すぐにその女性の霊とはコンタクトを取ることが出来ました。

とても友好的に感じられるその女性霊から、私はこの家に関わることを色々と教えてもらいました。

庭にあるハナミズキの木は、この家が建つ前からあったようで、かつて、その木で自ら命を絶った人がいること。

また、床下には埋め立てられた井戸があるということ。

その女性霊はこの家にまつわる色々なことを教えてくれたのですが、

「ここを出ていきなさい!」

と、最後には私に強い口調でそう告げて、その理由までは教えてくれませんでした。

家の中はやはり空気が重く、何かあるのは間違いないと確信しておりました。

しかし、その女性の霊以外に、成仏されていない霊の存在は家の中には視えませんでした。

家の外も見て回りましたが、いわゆる「この世のものではない気配」は感じ取れず、除霊しようにも何を除霊すれば良いのか正直分かりませんでした。

その日はもう他にやれる事は何もないと判断し、私は1か月後にまた訪問することをA子さんに約束して、その家を後にしました。

そして1か月後、再びその家を訪れた時に分かりました。

この家自体が怨念を持っているということに。

人ではなく、『モノ』である家が意思を持ち、この家に住む人間を呪っているのです。

いわゆる『霊』ではないものが相手となると、私には手の施しようがありませんでした。

それでも危険な状態にあるご主人だけでも何とか救いたいと思い、部屋から出てきてくれるように頼むのですが、「帰ってくれ!」と語気を荒げて言われるだけでした。

A子さんには、

「残念ながら私には力添えできることはないようです。」

と伝え、家を手放すことを勧めました。

「そうします」

彼女もそう言って納得されたようでした。

自分の力のなさを悔やみましたが、ご主人の体調もその家から出ることで回復されると確信し、私はその場を後にしました。

しばらくしてA子さんから、

「家族全員で家を出て、今アパートで暮らしています」

と連絡をもらいました。

ご主人も仕事に復帰され、離婚も回避されたようで、私は安堵していました。

それから半年ほど経った頃でしょうか。

「主人も子供もあの家に帰りたいと言うのですが…」

と、再びA子さんから連絡がありました。

それは絶対に止めた方がいいと忠告しましたが、家を売りに出しても買い手が付かず、ローンも残っている為、そのままにしておくのはもったいないからと、ご主人は帰ることを決意されたのだそうです。

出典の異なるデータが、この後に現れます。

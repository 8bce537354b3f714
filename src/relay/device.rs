//! Display labels derived from a client's User-Agent
//!
//! Best effort only: labels are never used for identity.

use crate::protocol::{PeerId, PeerInfo};

/// Device properties recognised in a User-Agent string
#[derive(Clone, Debug, Default, PartialEq, Eq)]
pub struct DeviceInfo {
    /// Device model (`iPhone`, `Pixel 7`, ...)
    pub model: Option<String>,
    /// Operating system
    pub os: Option<String>,
    /// Browser or native client
    pub browser: Option<String>,
    /// `mobile` or `tablet`
    pub device_type: Option<String>,
}

impl DeviceInfo {
    /// Classify a User-Agent header value
    pub fn from_user_agent(user_agent: &str) -> Self {
        DeviceInfo {
            model: detect_model(user_agent),
            os: detect_os(user_agent).map(str::to_string),
            browser: detect_browser(user_agent).map(str::to_string),
            device_type: detect_type(user_agent).map(str::to_string),
        }
    }

    /// Human readable label such as `Mac Safari` or `Android Pixel 7`
    pub fn device_name(&self) -> String {
        let os = self.os.as_deref().map(|os| os.replace("Mac OS", "Mac"));
        let detail = self.model.as_deref().or(self.browser.as_deref());

        let name = [os.as_deref(), detail]
            .into_iter()
            .flatten()
            .collect::<Vec<_>>()
            .join(" ");
        if name.is_empty() {
            "Unknown Device".to_string()
        } else {
            name
        }
    }

    /// Public info for a peer with this device
    pub fn into_peer_info(self, peer_id: PeerId) -> PeerInfo {
        let device_name = self.device_name();
        let display_name = peer_id.short().to_string();
        PeerInfo {
            display_name: if display_name.is_empty() {
                device_name.clone()
            } else {
                display_name
            },
            device_name,
            peer_id,
            model: self.model,
            os: self.os,
            browser: self.browser,
            device_type: self.device_type,
        }
    }
}

fn detect_os(ua: &str) -> Option<&'static str> {
    if ua.contains("iPhone") || ua.contains("iPad") || ua.contains("iOS") {
        Some("iOS")
    } else if ua.contains("Android") {
        Some("Android")
    } else if ua.contains("Windows") {
        Some("Windows")
    } else if ua.contains("Mac OS") || ua.contains("Macintosh") {
        Some("Mac OS")
    } else if ua.contains("CrOS") {
        Some("Chromium OS")
    } else if ua.contains("Linux") {
        Some("Linux")
    } else {
        None
    }
}

// Order matters: Edge and Opera also claim Chrome, Chrome also claims Safari.
fn detect_browser(ua: &str) -> Option<&'static str> {
    if ua.starts_with("peerdrop/") {
        Some("peerdrop")
    } else if ua.contains("Edg/") || ua.contains("Edge/") {
        Some("Edge")
    } else if ua.contains("OPR/") || ua.contains("Opera") {
        Some("Opera")
    } else if ua.contains("Firefox/") || ua.contains("FxiOS/") {
        Some("Firefox")
    } else if ua.contains("Chrome/") || ua.contains("CriOS/") {
        Some("Chrome")
    } else if ua.contains("Safari/") {
        Some("Safari")
    } else {
        None
    }
}

fn detect_model(ua: &str) -> Option<String> {
    if ua.contains("iPhone") {
        return Some("iPhone".to_string());
    }
    if ua.contains("iPad") {
        return Some("iPad".to_string());
    }
    // Android UAs read "...; Android 14; Pixel 7 Build/..." or "...; Pixel 7) ..."
    let start = ua.find("Android")?;
    let platform = &ua[start..];
    let platform = platform.split(')').next()?;
    let model = platform.split(';').nth(1)?.trim();
    let model = model.split(" Build/").next()?.trim();
    if model.is_empty() || model == "K" || model.starts_with("wv") {
        None
    } else {
        Some(model.to_string())
    }
}

fn detect_type(ua: &str) -> Option<&'static str> {
    if ua.contains("iPad") || (ua.contains("Android") && !ua.contains("Mobile")) {
        Some("tablet")
    } else if ua.contains("Mobile") || ua.contains("iPhone") {
        Some("mobile")
    } else {
        None
    }
}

子供たちも狭いアパートよりも、広い庭のある家で遊びたいと思っているとのことでした。

「それでもあの家に戻ることは絶対に避けるべきです」

私はA子さんにそう強く申し上げたのですが、それでも家族は忠告を聞かず、またあの家に戻ってしまったのです。

再び悪夢が始まりました。

小学生になったばかりの上のお子さんは急性白血病に。

真ん中の子は夜になると癇癪を起こすようになり、赤ちゃんは心臓に欠陥があることが分かりました。

ご主人は家の中で突然倒れ、救急搬送された結果、末期の癌であることが発覚。

やはりあの家から離れるしか方法がないと感じた私は、A子さんに連絡しましたが、

「…もういいです」

彼女はそう力なく答えるだけで、電話を切りました。

しばらくして、あの家にあったハナミズキの木でA子さんは首を吊り、自ら命を絶ちました。

お子さんたちは、彼女の両親に引き取られた後、あの家から離れたからでしょう、治療の甲斐あって元気になったようです。

そして、ご主人が亡くなった後、A子さんのご両親から連絡がありました。

ご両親は、あの家を壊して更地にすることを決めたそうです。

妙な胸騒ぎがした私は、再びあの家を訪れ、あの女性霊ともう一度コンタクトを取ってみました。

「壊しても何も変わらない」

女性霊は、そう告げるだけでした。

家の解体が始まり業者が入りました。

しかし、工事の途中でその解体業者は倒産してしまいました。
社長が突然の不慮の事故で亡くなったのだそうです。

今でも、家は半分ほどが壊されたまま、ハナミズキだけが静かに風を受けてなびいています。

私はこれからも、彼女らの命を救えなかったことを悔やみ続けることでしょう。